Blaise ne répondit qu'en se serrant contre la poitrine du comte et en donnant un libre cours à ses sanglots.

«Blaise, mon enfant, pourquoi ces larmes, ces sanglots? lui dit le comte avec inquiétude. Que t'arrive-t-il de fâcheux? Dis-le moi; parle sans crainte.

—Pardon, Monsieur le comte, mon bon Monsieur le comte, répondit Blaise en retenant ses sanglots. C'est que je ne m'attendais pas... j'ai été pris par surprise... et je me suis laissé aller;... mais je vais tâcher d'être plus raisonnable,... plus résigné.

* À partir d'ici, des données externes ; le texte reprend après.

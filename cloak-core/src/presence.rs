//! Remote-identity presence cache, fed by presence and profile messages on
//! the primary channel and consumed by the UI layer.

use std::collections::HashMap;

use serde::{Deserialize, Serialize};

use crate::identity::PeerId;

/// Everything known about a remote identity's presence and profile.
#[derive(Debug, Clone, Default, PartialEq, Serialize, Deserialize)]
pub struct RemotePeer {
    pub alias: Option<String>,
    pub pronouns: Option<String>,
    pub photo: Option<String>,
    pub activity: Option<String>,
    pub typing: bool,
    /// Timestamp of the last presence or profile message.
    pub last_seen: u64,
}

#[derive(Debug, Default)]
pub struct PresenceCache {
    peers: HashMap<PeerId, RemotePeer>,
}

impl PresenceCache {
    pub fn new() -> Self {
        Self::default()
    }

    /// Apply a volatile presence update.
    pub fn apply_presence(&mut self, peer: &PeerId, activity: &str, typing: bool, timestamp: u64) {
        let entry = self.peers.entry(peer.clone()).or_default();
        entry.activity = if activity.is_empty() {
            None
        } else {
            Some(activity.to_string())
        };
        entry.typing = typing;
        entry.last_seen = entry.last_seen.max(timestamp);
    }

    /// Apply a profile sync. Profile fields overwrite; presence fields keep.
    pub fn apply_profile(
        &mut self,
        peer: &PeerId,
        name: &str,
        pronouns: &str,
        photo: Option<&str>,
        timestamp: u64,
    ) {
        let entry = self.peers.entry(peer.clone()).or_default();
        entry.alias = Some(name.to_string());
        entry.pronouns = if pronouns.is_empty() {
            None
        } else {
            Some(pronouns.to_string())
        };
        entry.photo = photo.map(str::to_string);
        entry.last_seen = entry.last_seen.max(timestamp);
    }

    pub fn get(&self, peer: &PeerId) -> Option<&RemotePeer> {
        self.peers.get(peer)
    }

    pub fn remove(&mut self, peer: &PeerId) {
        self.peers.remove(peer);
    }
}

—Résigné! à quoi donc, mon cher enfant? De quoi parles-tu?

—Mme la comtesse m'a défendu de voir M. Jules et Mlle Hélène, et j'ai promis de lui obéir. Vous voyez que j'ai de quoi pleurer et m'affliger.

—Encore! dit le comte avec colère. Toujours cette haine contre ce noble et généreux enfant!»

Le comte resta quelque temps immobile et pensif, tenant toujours Blaise de ses deux mains.

«Mon cher enfant, dit-il enfin avec tristesse, je ne sais quel parti prendre pour épargner à toi et à Jules ce nouveau chagrin. Je ne puis forcer la volonté de ma femme; je ne puis conseiller à mes enfants de désobéir à leur mère. Et pourtant c'est cruel de devoir les sacrifier, ainsi que toi, à cette volonté impérieuse et déraisonnable.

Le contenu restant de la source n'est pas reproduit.